▶ **Material shown**
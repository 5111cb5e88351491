use std::{error, fmt, io, path::PathBuf};

use crate::layer_data::LayerDataFormat;

/// Failure while encoding or decoding a single tile layer payload.
#[derive(Debug)]
pub enum LayerDataError {
    /// The codec only handles the base64 formats; XML and CSV belong to the map reader/writer.
    UnsupportedFormat(LayerDataFormat),
    /// The payload is not valid base64.
    Base64(base64::DecodeError),
    /// zlib/gzip stream could not be produced or inflated.
    Compression(io::Error),
    /// Decoded byte count does not match `width * height * 4`.
    CorruptLayerData {
        /// Bytes the layer dimensions call for
        expected: usize,
        /// Bytes actually produced (capped at `expected + 1` for compressed input)
        actual: usize,
    },
    /// A non-empty GID was found but the mapper holds no tilesets.
    TileButNoTilesets {
        /// Offending GID, flip bits included
        gid: u32,
    },
    /// A GID does not resolve to a tile of any registered tileset.
    InvalidTile {
        /// Offending GID, flip bits included
        gid: u32,
    },
}

impl fmt::Display for LayerDataError {
    fn fmt(&self, f: &mut fmt::Formatter<'_>) -> fmt::Result {
        match self {
            LayerDataError::UnsupportedFormat(format) => {
                write!(f, "layer data format {format:?} is not handled by the binary codec")
            }
            LayerDataError::Base64(err) => write!(f, "invalid base64 layer data: {err}"),
            LayerDataError::Compression(err) => write!(f, "layer data compression failed: {err}"),
            LayerDataError::CorruptLayerData { expected, actual } => write!(
                f,
                "corrupt layer data: expected {expected} bytes, got {actual}"
            ),
            LayerDataError::TileButNoTilesets { gid } => {
                write!(f, "tile {gid} used but no tilesets are defined")
            }
            LayerDataError::InvalidTile { gid } => write!(f, "tile {gid} not found"),
        }
    }
}

impl error::Error for LayerDataError {
    fn source(&self) -> Option<&(dyn error::Error + 'static)> {
        match self {
            LayerDataError::Base64(err) => Some(err),
            LayerDataError::Compression(err) => Some(err),
            _ => None,
        }
    }
}

impl From<base64::DecodeError> for LayerDataError {
    fn from(err: base64::DecodeError) -> Self {
        LayerDataError::Base64(err)
    }
}

impl From<io::Error> for LayerDataError {
    fn from(err: io::Error) -> Self {
        LayerDataError::Compression(err)
    }
}

/// Error type for reading and writing whole maps
#[derive(Debug)]
pub enum MapError {
    /// File I/O error
    Io {
        /// File being read or written
        path: PathBuf,
        /// Underlying error
        source: io::Error,
    },
    /// JSON parse or serialization error
    Json {
        /// File being read or written
        path: PathBuf,
        /// Underlying error
        source: serde_json::Error,
    },
    /// Structural problem in the map document
    InvalidMap(String),
    /// A tile layer payload failed to encode or decode
    LayerData {
        /// Layer name
        layer: String,
        /// Codec failure
        source: LayerDataError,
    },
    /// A tile object references a GID no tileset covers
    InvalidObjectGid {
        /// Object layer name
        layer: String,
        /// Object id
        object_id: u32,
        /// Offending GID, flip bits included
        gid: u32,
    },
    /// Custom property with a type we don't understand
    UnsupportedPropertyType {
        /// Property name
        name: String,
        /// Declared type
        kind: String,
    },
    /// Unsupported file or layer data format
    UnsupportedFormat(String),
}

impl fmt::Display for MapError {
    fn fmt(&self, f: &mut fmt::Formatter<'_>) -> fmt::Result {
        match self {
            MapError::Io { path, source } => {
                write!(f, "I/O error on {}: {}", path.display(), source)
            }
            MapError::Json { path, source } => {
                write!(f, "JSON error in {}: {}", path.display(), source)
            }
            MapError::InvalidMap(msg) => write!(f, "Invalid map: {}", msg),
            MapError::LayerData { layer, source } => write!(f, "layer '{}': {}", layer, source),
            MapError::InvalidObjectGid {
                layer,
                object_id,
                gid,
            } => write!(
                f,
                "object {} in layer '{}': tile {} not found",
                object_id, layer, gid
            ),
            MapError::UnsupportedPropertyType { name, kind } => {
                write!(f, "Unsupported type '{}' for property '{}'", kind, name)
            }
            MapError::UnsupportedFormat(what) => write!(f, "Unsupported format: {}", what),
        }
    }
}

impl error::Error for MapError {
    fn source(&self) -> Option<&(dyn error::Error + 'static)> {
        match self {
            MapError::Io { source, .. } => Some(source),
            MapError::Json { source, .. } => Some(source),
            MapError::LayerData { source, .. } => Some(source),
            _ => None,
        }
    }
}
use anyhow::{Context, Result};

use lexique_core::{
    DatasetStats, Selection, TextFilter, VerbFilter, VocabularyFilter, classify_vocabulary,
    group_grammar_by_category, group_verbs, group_vocabulary_by_lesson,
};
use lexique_data::DatasetSource;
use lexique_types::{VerbGroup, VocabularyEntry};

/// Human label for the known grammar categories; unknown ones render as
/// their raw key.
fn category_label(category: &str) -> &str {
    match category {
        "sentence_structure" => "Sentence structure",
        "verb_tense" => "Verb tenses",
        "question" => "Questions",
        "negation" => "Negation",
        "article" => "Articles",
        "pronoun" => "Pronouns",
        "other" => "Other",
        raw => raw,
    }
}

fn print_entry(entry: &VocabularyEntry) {
    let tag = entry.part_of_speech.as_deref().unwrap_or("");
    let phonetic = entry
        .phonetic
        .as_deref()
        .map(|p| format!(" [{p}]"))
        .unwrap_or_default();

    println!("  {} {}{} — {}", entry.french, tag, phonetic, entry.chinese);

    if let Some(example) = entry.example_fr.as_deref() {
        println!("      {example}");
        if let Some(example_zh) = entry.example_zh.as_deref() {
            println!("      {example_zh}");
        }
    }
}

pub async fn vocabulary(
    source: &dyn DatasetSource,
    unit: &str,
    lesson: &str,
    search: &str,
) -> Result<()> {
    let entries = source
        .fetch_vocabulary()
        .await
        .context("Failed to load vocabulary")?;

    let filter = VocabularyFilter::new(Selection::parse(unit), Selection::parse(lesson), search);
    let filtered = filter.apply(&entries);
    tracing::debug!(
        "Vocabulary view: {} of {} entries match",
        filtered.len(),
        entries.len()
    );

    if filtered.is_empty() {
        println!("No matching vocabulary.");
        return Ok(());
    }

    for (lesson_key, members) in group_vocabulary_by_lesson(&filtered) {
        println!("{lesson_key} ({})", members.len());
        for entry in members {
            print_entry(entry);
        }
        println!();
    }

    Ok(())
}

pub async fn part_of_speech(source: &dyn DatasetSource) -> Result<()> {
    let entries = source
        .fetch_vocabulary()
        .await
        .context("Failed to load vocabulary")?;

    for (bucket, members) in classify_vocabulary(&entries) {
        println!("{} ({}) — {}", bucket.label(), bucket.tag(), members.len());
        for entry in members {
            print_entry(entry);
        }
        println!();
    }

    Ok(())
}

pub async fn grammar(source: &dyn DatasetSource) -> Result<()> {
    let points = source
        .fetch_grammar()
        .await
        .context("Failed to load grammar notes")?;

    if points.is_empty() {
        println!("No grammar notes.");
        return Ok(());
    }

    for (category, members) in group_grammar_by_category(&points) {
        println!("## {}", category_label(category));
        for point in members {
            println!("  {}", point.title);
            println!("      {}", point.content);
            for example in point.example_lines() {
                println!("      > {example}");
            }
        }
        println!();
    }

    Ok(())
}

pub async fn verbs(
    source: &dyn DatasetSource,
    group: Option<VerbGroup>,
    search: &str,
) -> Result<()> {
    let all_verbs = source.fetch_verbs().await.context("Failed to load verbs")?;

    let filter = VerbFilter::new(group, search);
    let filtered = filter.apply(&all_verbs);
    tracing::debug!(
        "Verbs view: {} of {} verbs match",
        filtered.len(),
        all_verbs.len()
    );

    if filtered.is_empty() {
        println!("No matching verbs.");
        return Ok(());
    }

    for (group, members) in group_verbs(&filtered) {
        println!(
            "Group {} ({}) — {}",
            group.as_str(),
            group.ending_hint(),
            members.len()
        );
        for verb in members {
            println!("  {} — {}", verb.verb, verb.chinese);
            for (pronoun, form) in verb.person_forms() {
                if let Some(form) = form {
                    println!("      {pronoun:<5} {form}");
                }
            }
            if let Some(notes) = verb.notes.as_deref() {
                println!("      note: {notes}");
            }
        }
        println!();
    }

    Ok(())
}

pub async fn texts(source: &dyn DatasetSource, unit: &str) -> Result<()> {
    let all_texts = source.fetch_texts().await.context("Failed to load texts")?;

    let filter = TextFilter::new(Selection::parse(unit));
    let filtered = filter.apply(&all_texts);

    if filtered.is_empty() {
        println!("No matching texts.");
        return Ok(());
    }

    for text in filtered {
        let title = text.title.as_deref().unwrap_or("(untitled)");
        let section = text
            .section
            .as_deref()
            .map(|s| format!(" · {s}"))
            .unwrap_or_default();

        println!("{} {}{} — {}", text.unit, text.lesson, section, title);
        println!("{}", text.french_text);
        println!("{}", text.chinese_text);
        println!();
    }

    Ok(())
}

pub async fn stats(source: &dyn DatasetSource) -> Result<()> {
    let vocabulary = source
        .fetch_vocabulary()
        .await
        .context("Failed to load vocabulary")?;
    let grammar = source
        .fetch_grammar()
        .await
        .context("Failed to load grammar notes")?;
    let verbs = source.fetch_verbs().await.context("Failed to load verbs")?;
    let texts = source.fetch_texts().await.context("Failed to load texts")?;

    let stats = DatasetStats::new(&vocabulary, &grammar, &verbs, &texts);

    println!("vocabulary  {}", stats.vocabulary);
    println!("grammar     {}", stats.grammar);
    println!("verbs       {}", stats.verbs);
    println!("texts       {}", stats.texts);

    Ok(())
}
pub mod client;
pub mod error;
pub mod state;

pub use client::{DatasetClient, DatasetSource};
pub use error::FetchError;
pub use state::LoadState;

▶ **Action item**
Count every line in the data that contains the word "title", then give that count and nothing else.

▶ **The completed task**
3